Diabetic retinopathy (DR) is the most common complication of diabetes mellitus and a leading cause of vision loss. Short peptides, such as di-, tri-, and tetrapeptides, have various beneficial activities, including antioxidant, antimicrobial, and anti-inflammatory effects. This study aims to test the hypothesis that the antioxidant effect of the synthetic tetrapeptide AEDG (Ala-Glu-Asp-Gly, Epitalon) improves the delayed healing process associated with hyperglycemia in DR, using a high glucose (HG)-injured human retinal pigment epithelial cell line (ARPE-19). We found that HG exposure delayed wound healing in ARPE-19 cells and increased intracellular levels of reactive oxygen species (ROS), while decreasing antioxidant gene expression. HG also induced epithelial-mesenchymal transition (EMT) and upregulated fibrosis-related genes, suggesting that HG-induced EMT contributes to subretinal fibrosis, the end-stage of eye diseases, including proliferative DR. The antioxidant Epitalon restored impaired wound healing in HG-injured ARPE-19 cells by inhibiting hyperglycemia-induced EMT and fibrosis.
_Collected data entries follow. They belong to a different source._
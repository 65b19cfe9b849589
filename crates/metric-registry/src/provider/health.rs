//! Per-provider health tracking.
//!
//! A provider is either **Healthy** or **Unhealthy**:
//!
//! - `record_success`: any state -> Healthy, failure count reset.
//! - `record_failure`: failure count incremented; at the threshold
//!   (default 3 consecutive failures) -> Unhealthy.
//! - `reset`: any state -> Healthy, failure count reset.
//!
//! Unhealthy providers are excluded from selection until reset. When a
//! recovery timeout is configured they become selectable again once the
//! timeout has elapsed since their last failure (a half-open probe); they
//! only report healthy after the probe succeeds.

use std::sync::{Mutex, MutexGuard};
use std::time::Duration;

use chrono::{DateTime, Utc};
use log::{debug, info, warn};
use serde::Serialize;
use tokio::time::Instant;

/// Default consecutive failures before a provider is marked unhealthy.
pub const DEFAULT_FAILURE_THRESHOLD: u32 = 3;

/// Health state of a provider.
#[derive(Clone, Copy, Debug, Eq, PartialEq, Serialize)]
pub enum HealthState {
    Healthy,
    Unhealthy,
}

impl std::fmt::Display for HealthState {
    fn fmt(&self, f: &mut std::fmt::Formatter<'_>) -> std::fmt::Result {
        match self {
            Self::Healthy => write!(f, "Healthy"),
            Self::Unhealthy => write!(f, "Unhealthy"),
        }
    }
}

#[derive(Debug)]
struct HealthRecord {
    state: HealthState,
    failure_count: u32,
    last_success: Option<DateTime<Utc>>,
    last_failure: Option<Instant>,
}

impl HealthRecord {
    fn new() -> Self {
        Self {
            state: HealthState::Healthy,
            failure_count: 0,
            last_success: None,
            last_failure: None,
        }
    }
}

/// Point-in-time copy of a provider's health.
#[derive(Clone, Debug, PartialEq, Serialize)]
pub struct HealthSnapshot {
    pub state: HealthState,
    pub failure_count: u32,
    pub last_success: Option<DateTime<Utc>>,
}

impl HealthSnapshot {
    pub fn is_healthy(&self) -> bool {
        self.state == HealthState::Healthy
    }
}

/// Thread-safe health tracker for one provider.
#[derive(Debug)]
pub struct ProviderHealth {
    record: Mutex<HealthRecord>,
    failure_threshold: u32,
    recovery_timeout: Option<Duration>,
}

impl ProviderHealth {
    pub fn new() -> Self {
        Self::with_policy(DEFAULT_FAILURE_THRESHOLD, None)
    }

    /// `recovery_timeout` of `None` keeps unhealthy providers excluded until
    /// an explicit reset.
    pub fn with_policy(failure_threshold: u32, recovery_timeout: Option<Duration>) -> Self {
        Self {
            record: Mutex::new(HealthRecord::new()),
            failure_threshold: failure_threshold.max(1),
            recovery_timeout,
        }
    }

    fn lock_record(&self) -> MutexGuard<'_, HealthRecord> {
        self.record.lock().unwrap_or_else(|poisoned| {
            warn!("Provider health mutex was poisoned, recovering");
            poisoned.into_inner()
        })
    }

    pub fn record_success(&self, provider: &str) {
        let mut record = self.lock_record();

        if record.state == HealthState::Unhealthy {
            info!("Provider '{}' recovered, marking healthy", provider);
        } else {
            debug!("Provider '{}' success, failure count reset", provider);
        }

        record.state = HealthState::Healthy;
        record.failure_count = 0;
        record.last_success = Some(Utc::now());
        record.last_failure = None;
    }

    pub fn record_failure(&self, provider: &str) {
        let mut record = self.lock_record();

        record.failure_count += 1;
        record.last_failure = Some(Instant::now());

        if record.failure_count >= self.failure_threshold {
            if record.state == HealthState::Healthy {
                warn!(
                    "Provider '{}' marked unhealthy after {} consecutive failures",
                    provider, record.failure_count
                );
            }
            record.state = HealthState::Unhealthy;
        } else {
            debug!(
                "Provider '{}' failure ({}/{})",
                provider, record.failure_count, self.failure_threshold
            );
        }
    }

    pub fn reset(&self, provider: &str) {
        let mut record = self.lock_record();
        if record.state == HealthState::Unhealthy || record.failure_count > 0 {
            info!("Provider '{}' health reset", provider);
        }
        record.state = HealthState::Healthy;
        record.failure_count = 0;
        record.last_failure = None;
    }

    /// Whether the provider may be selected for a call right now.
    pub fn is_selectable(&self) -> bool {
        let record = self.lock_record();
        match record.state {
            HealthState::Healthy => true,
            HealthState::Unhealthy => match (self.recovery_timeout, record.last_failure) {
                (Some(timeout), Some(last_failure)) => last_failure.elapsed() >= timeout,
                _ => false,
            },
        }
    }

    pub fn is_healthy(&self) -> bool {
        self.lock_record().state == HealthState::Healthy
    }

    pub fn failure_count(&self) -> u32 {
        self.lock_record().failure_count
    }

    pub fn snapshot(&self) -> HealthSnapshot {
        let record = self.lock_record();
        HealthSnapshot {
            state: record.state,
            failure_count: record.failure_count,
            last_success: record.last_success,
        }
    }
}

impl Default for ProviderHealth {
    fn default() -> Self {
        Self::new()
    }
}
//! Metric registry module.
//!
//! This module provides orchestration for metric providers, including:
//! - Provider registration and priority ordering
//! - Fallback across providers with health tracking
//! - Batch optimization (deduplication, grouping, cache-first lookup)
//! - Optional per-provider rate limiting

pub mod batch;
mod rate_limiter;
mod registry;
mod skip_reason;
mod stats;

pub use batch::{Deduplicated, ProviderGroup, ProviderGroups};
pub use rate_limiter::RateLimiter;
pub use registry::{BatchOptimizationStats, MetricRegistry, RegistryBuilder, WarmReport};
pub use skip_reason::{FetchDiagnostics, ProviderAttempt, SkipReason};
pub use stats::{BatchPerformance, OptimizationEfficiency};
These findings support using the antioxidant agent Epitalon as a promising therapeutic strategy for DR to improve retinal wound healing compromised by hyperglycemia. More mechanistic investigations are needed to confirm Epitalon's benefits and safety. Developing ophthalmic forms of Epitalon may enhance its delivery directly to the retina, potentially improving its therapeutic efficacy.